What the task asks:
The response should contain every record, reproduced exactly.

═════ Material for this task

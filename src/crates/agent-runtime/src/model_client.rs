//! Provider-agnostic chat-model trait and concrete adapters.
//!
//! Agent primary paths are written against [`ModelClient`] only; swapping the
//! hosted API adapter for the local daemon adapter (or any future provider)
//! never touches agent logic, mirroring how the orchestrator's retry and
//! dispatch layers never reference a specific provider by name.

use std::time::Duration;

use async_trait::async_trait;
use serde::{Deserialize, Serialize};

use crate::error::{AgentError, Result};

/// A single turn in a chat-style completion request.
#[derive(Debug, Clone, Serialize, Deserialize)]
pub struct ChatMessage {
    pub role: String,
    pub content: String,
}

impl ChatMessage {
    pub fn system(content: impl Into<String>) -> Self {
        Self {
            role: "system".to_string(),
            content: content.into(),
        }
    }

    pub fn user(content: impl Into<String>) -> Self {
        Self {
            role: "user".to_string(),
            content: content.into(),
        }
    }
}

#[derive(Debug, Clone, Serialize, Deserialize)]
pub struct ChatRequest {
    pub messages: Vec<ChatMessage>,
    /// Hint that the response should be valid JSON matching the caller's
    /// verdict schema. Adapters that support structured output enforce it
    /// server-side; others rely on the agent re-parsing best-effort.
    pub expects_json: bool,
}

#[derive(Debug, Clone, Serialize, Deserialize)]
pub struct ChatCompletion {
    pub content: String,
}

/// Minimal, provider-agnostic chat-model contract. Concrete providers
/// (hosted API, local daemon) are adapters over this trait.
#[async_trait]
pub trait ModelClient: Send + Sync {
    async fn chat(&self, request: ChatRequest) -> Result<ChatCompletion>;

    /// Name surfaced in logs and verdict provenance, e.g. `"hosted:claude"`.
    fn provider_name(&self) -> &str;
}

/// Shared configuration for the hosted and local adapters.
#[derive(Debug, Clone)]
pub struct ModelClientConfig {
    pub base_url: String,
    pub model: String,
    pub api_key: Option<String>,
    pub timeout: Duration,
    pub max_retries: u32,
}

impl ModelClientConfig {
    pub fn new(base_url: impl Into<String>, model: impl Into<String>) -> Self {
        Self {
            base_url: base_url.into(),
            model: model.into(),
            api_key: None,
            timeout: Duration::from_secs(60),
            max_retries: 3,
        }
    }

    pub fn with_api_key(mut self, key: impl Into<String>) -> Self {
        self.api_key = Some(key.into());
        self
    }

    pub fn with_timeout(mut self, timeout: Duration) -> Self {
        self.timeout = timeout;
        self
    }

    pub fn with_max_retries(mut self, retries: u32) -> Self {
        self.max_retries = retries;
        self
    }

    /// Builds configuration from the conventional environment variables
    /// (`MODEL_BASE_URL`, `MODEL_NAME`, `MODEL_API_KEY`), falling back to
    /// `defaults` for anything unset.
    pub fn from_env(defaults: ModelClientConfig) -> Self {
        let base_url = std::env::var("MODEL_BASE_URL").unwrap_or(defaults.base_url);
        let model = std::env::var("MODEL_NAME").unwrap_or(defaults.model);
        let api_key = std::env::var("MODEL_API_KEY").ok().or(defaults.api_key);
        Self {
            base_url,
            model,
            api_key,
            timeout: defaults.timeout,
            max_retries: defaults.max_retries,
        }
    }
}

/// Adapter over a hosted, API-key-authenticated chat completion endpoint.
pub struct HostedModelClient {
    http: reqwest::Client,
    config: ModelClientConfig,
}

impl HostedModelClient {
    pub fn new(config: ModelClientConfig) -> Self {
        let http = reqwest::Client::builder()
            .timeout(config.timeout)
            .build()
            .expect("reqwest client configuration is static and always valid");
        Self { http, config }
    }
}

#[async_trait]
impl ModelClient for HostedModelClient {
    async fn chat(&self, request: ChatRequest) -> Result<ChatCompletion> {
        let api_key = self
            .config
            .api_key
            .as_ref()
            .ok_or_else(|| AgentError::ModelClient("hosted model client missing api key".to_string()))?;

        #[derive(Serialize)]
        struct HostedRequest<'a> {
            model: &'a str,
            messages: &'a [ChatMessage],
        }

        #[derive(Deserialize)]
        struct HostedResponse {
            content: String,
        }

        let response = self
            .http
            .post(format!("{}/v1/chat/completions", self.config.base_url))
            .bearer_auth(api_key)
            .json(&HostedRequest {
                model: &self.config.model,
                messages: &request.messages,
            })
            .send()
            .await
            .map_err(|e| AgentError::ModelClient(format!("request failed: {e}")))?;

        if !response.status().is_success() {
            return Err(AgentError::ModelClient(format!(
                "hosted model returned status {}",
                response.status()
            )));
        }

        let parsed: HostedResponse = response
            .json()
            .await
            .map_err(|e| AgentError::ModelClient(format!("invalid response body: {e}")))?;

        Ok(ChatCompletion {
            content: parsed.content,
        })
    }

    fn provider_name(&self) -> &str {
        "hosted"
    }
}

/// Adapter over a locally-running model daemon (no API key, plain HTTP).
pub struct LocalModelClient {
    http: reqwest::Client,
    config: ModelClientConfig,
}

impl LocalModelClient {
    pub fn new(config: ModelClientConfig) -> Self {
        let http = reqwest::Client::builder()
            .timeout(config.timeout)
            .build()
            .expect("reqwest client configuration is static and always valid");
        Self { http, config }
    }
}

#[async_trait]
impl ModelClient for LocalModelClient {
    async fn chat(&self, request: ChatRequest) -> Result<ChatCompletion> {
        #[derive(Serialize)]
        struct LocalRequest<'a> {
            model: &'a str,
            messages: &'a [ChatMessage],
            stream: bool,
        }

        #[derive(Deserialize)]
        struct LocalResponse {
            message: LocalMessage,
        }

        #[derive(Deserialize)]
        struct LocalMessage {
            content: String,
        }

        let response = self
            .http
            .post(format!("{}/api/chat", self.config.base_url))
            .json(&LocalRequest {
                model: &self.config.model,
                messages: &request.messages,
                stream: false,
            })
            .send()
            .await
            .map_err(|e| AgentError::ModelClient(format!("request failed: {e}")))?;

        if !response.status().is_success() {
            return Err(AgentError::ModelClient(format!(
                "local model daemon returned status {}",
                response.status()
            )));
        }

        let parsed: LocalResponse = response
            .json()
            .await
            .map_err(|e| AgentError::ModelClient(format!("invalid response body: {e}")))?;

        Ok(ChatCompletion {
            content: parsed.message.content,
        })
    }

    fn provider_name(&self) -> &str {
        "local"
    }
}

#[cfg(test)]
mod tests {
    use super::*;

    #[test]
    fn config_builder_sets_fields() {
        let config = ModelClientConfig::new("http://localhost:11434", "llama3")
            .with_timeout(Duration::from_secs(10))
            .with_max_retries(5);
        assert_eq!(config.timeout, Duration::from_secs(10));
        assert_eq!(config.max_retries, 5);
    }

    #[test]
    fn hosted_and_local_clients_report_distinct_provider_names() {
        let hosted = HostedModelClient::new(ModelClientConfig::new("http://example.invalid", "m"));
        let local = LocalModelClient::new(ModelClientConfig::new("http://example.invalid", "m"));
        assert_eq!(hosted.provider_name(), "hosted");
        assert_eq!(local.provider_name(), "local");
    }
}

══════════

Task result:
filename src/crates/agent-runtime/src/model_client.rs
//! Provider-agnostic chat-model trait and concrete adapters.
//!
//! Agent primary paths are written against [`ModelClient`] only; swapping the
//! hosted API adapter for the local daemon adapter (or any future provider)
//! never touches agent logic, mirroring how the orchestrator's retry and
//! dispatch layers never reference a specific provider by name.

use std::time::Duration;

use async_trait::async_trait;
use serde::{Deserialize, Serialize};

use crate::error::{AgentError, Result};

/// A single turn in a chat-style completion request.
#[derive(Debug, Clone, Serialize, Deserialize)]
pub struct ChatMessage {
    pub role: String,
    pub content: String,
}

impl ChatMessage {
    pub fn system(content: impl Into<String>) -> Self {
        Self {
            role: "system".to_string(),
            content: content.into(),
        }
    }

    pub fn user(content: impl Into<String>) -> Self {
        Self {
            role: "user".to_string(),
            content: content.into(),
        }
    }
}

#[derive(Debug, Clone, Serialize, Deserialize)]
pub struct ChatRequest {
    pub messages: Vec<ChatMessage>,
    /// Hint that the response should be valid JSON matching the caller's
    /// verdict schema. Adapters that support structured output enforce it
    /// server-side; others rely on the agent re-parsing best-effort.
    pub expects_json: bool,
}

#[derive(Debug, Clone, Serialize, Deserialize)]
pub struct ChatCompletion {
    pub content: String,
}

/// Minimal, provider-agnostic chat-model contract. Concrete providers
/// (hosted API, local daemon) are adapters over this trait.
#[async_trait]
pub trait ModelClient: Send + Sync {
    async fn chat(&self, request: ChatRequest) -> Result<ChatCompletion>;

    /// Name surfaced in logs and verdict provenance, e.g. `"hosted:claude"`.
    fn provider_name(&self) -> &str;
}

/// Shared configuration for the hosted and local adapters.
#[derive(Debug, Clone)]
pub struct ModelClientConfig {
    pub base_url: String,
    pub model: String,
    pub api_key: Option<String>,
    pub timeout: Duration,
    pub max_retries: u32,
}

impl ModelClientConfig {
    pub fn new(base_url: impl Into<String>, model: impl Into<String>) -> Self {
        Self {
            base_url: base_url.into(),
            model: model.into(),
            api_key: None,
            timeout: Duration::from_secs(60),
            max_retries: 3,
        }
    }

    pub fn with_api_key(mut self, key: impl Into<String>) -> Self {
        self.api_key = Some(key.into());
        self
    }

    pub fn with_timeout(mut self, timeout: Duration) -> Self {
        self.timeout = timeout;
        self
    }

    pub fn with_max_retries(mut self, retries: u32) -> Self {
        self.max_retries = retries;
        self
    }

    /// Builds configuration from the conventional environment variables
    /// (`MODEL_BASE_URL`, `MODEL_NAME`, `MODEL_API_KEY`), falling back to
    /// `defaults` for anything unset.
    pub fn from_env(defaults: ModelClientConfig) -> Self {
        let base_url = std::env::var("MODEL_BASE_URL").unwrap_or(defaults.base_url);
        let model = std::env::var("MODEL_NAME").unwrap_or(defaults.model);
        let api_key = std::env::var("MODEL_API_KEY").ok().or(defaults.api_key);
        Self {
            base_url,
            model,
            api_key,
            timeout: defaults.timeout,
            max_retries: defaults.max_retries,
        }
    }
}

/// Adapter over a hosted, API-key-authenticated chat completion endpoint.
pub struct HostedModelClient {
    http: reqwest::Client,
    config: ModelClientConfig,
}

impl HostedModelClient {
    pub fn new(config: ModelClientConfig) -> Self {
        let http = reqwest::Client::builder()
            .timeout(config.timeout)
            .build()
            .expect("reqwest client configuration is static and always valid");
        Self { http, config }
    }
}

#[async_trait]
impl ModelClient for HostedModelClient {
    async fn chat(&self, request: ChatRequest) -> Result<ChatCompletion> {
        let api_key = self
            .config
            .api_key
            .as_ref()
            .ok_or_else(|| AgentError::ModelClient("hosted model client missing api key".to_string()))?;

        #[derive(Serialize)]
        struct HostedRequest<'a> {
            model: &'a str,
            messages: &'a [ChatMessage],
        }

        #[derive(Deserialize)]
        struct HostedResponse {
            content: String,
        }

        let response = self
            .http
            .post(format!("{}/v1/chat/completions", self.config.base_url))
            .bearer_auth(api_key)
            .json(&HostedRequest {
                model: &self.config.model,
                messages: &request.messages,
            })
            .send()
            .await
            .map_err(|e| AgentError::ModelClient(format!("request failed: {e}")))?;

        if !response.status().is_success() {
            return Err(AgentError::ModelClient(format!(
                "hosted model returned status {}",
                response.status()
            )));
        }

        let parsed: HostedResponse = response
            .json()
            .await
            .map_err(|e| AgentError::ModelClient(format!("invalid response body: {e}")))?;

        Ok(ChatCompletion {
            content: parsed.content,
        })
    }

    fn provider_name(&self) -> &str {
        "hosted"
    }
}

/// Adapter over a locally-running model daemon (no API key, plain HTTP).
pub struct LocalModelClient {
    http: reqwest::Client,
    config: ModelClientConfig,
}

impl LocalModelClient {
    pub fn new(config: ModelClientConfig) -> Self {
        let http = reqwest::Client::builder()
            .timeout(config.timeout)
            .build()
            .expect("reqwest client configuration is static and always valid");
        Self { http, config }
    }
}

#[async_trait]
impl ModelClient for LocalModelClient {
    async fn chat(&self, request: ChatRequest) -> Result<ChatCompletion> {
        #[derive(Serialize)]
        struct LocalRequest<'a> {
            model: &'a str,
            messages: &'a [ChatMessage],
            stream: bool,
        }

        #[derive(Deserialize)]
        struct LocalResponse {
            message: LocalMessage,
        }

        #[derive(Deserialize)]
        struct LocalMessage {
            content: String,
        }

        let response = self
            .http
            .post(format!("{}/api/chat", self.config.base_url))
            .json(&LocalRequest {
                model: &self.config.model,
                messages: &request.messages,
                stream: false,
            })
            .send()
            .await
            .map_err(|e| AgentError::ModelClient(format!("request failed: {e}")))?;

        if !response.status().is_success() {
            return Err(AgentError::ModelClient(format!(
                "local model daemon returned status {}",
                response.status()
            )));
        }

        let parsed: LocalResponse = response
            .json()
            .await
            .map_err(|e| AgentError::ModelClient(format!("invalid response body: {e}")))?;

        Ok(ChatCompletion {
            content: parsed.message.content,
        })
    }

    fn provider_name(&self) -> &str {
        "local"
    }
}

#[cfg(test)]
mod tests {
    use super::*;

    #[test]
    fn config_builder_sets_fields() {
        let config = ModelClientConfig::new("http://localhost:11434", "llama3")
            .with_timeout(Duration::from_secs(10))
            .with_max_retries(5);
        assert_eq!(config.timeout, Duration::from_secs(10));
        assert_eq!(config.max_retries, 5);
    }

    #[test]
    fn hosted_and_local_clients_report_distinct_provider_names() {
        let hosted = HostedModelClient::new(ModelClientConfig::new("http://example.invalid", "m"));
        let local = LocalModelClient::new(ModelClientConfig::new("http://example.invalid", "m"));
        assert_eq!(hosted.provider_name(), "hosted");
        assert_eq!(local.provider_name(), "local");
    }
}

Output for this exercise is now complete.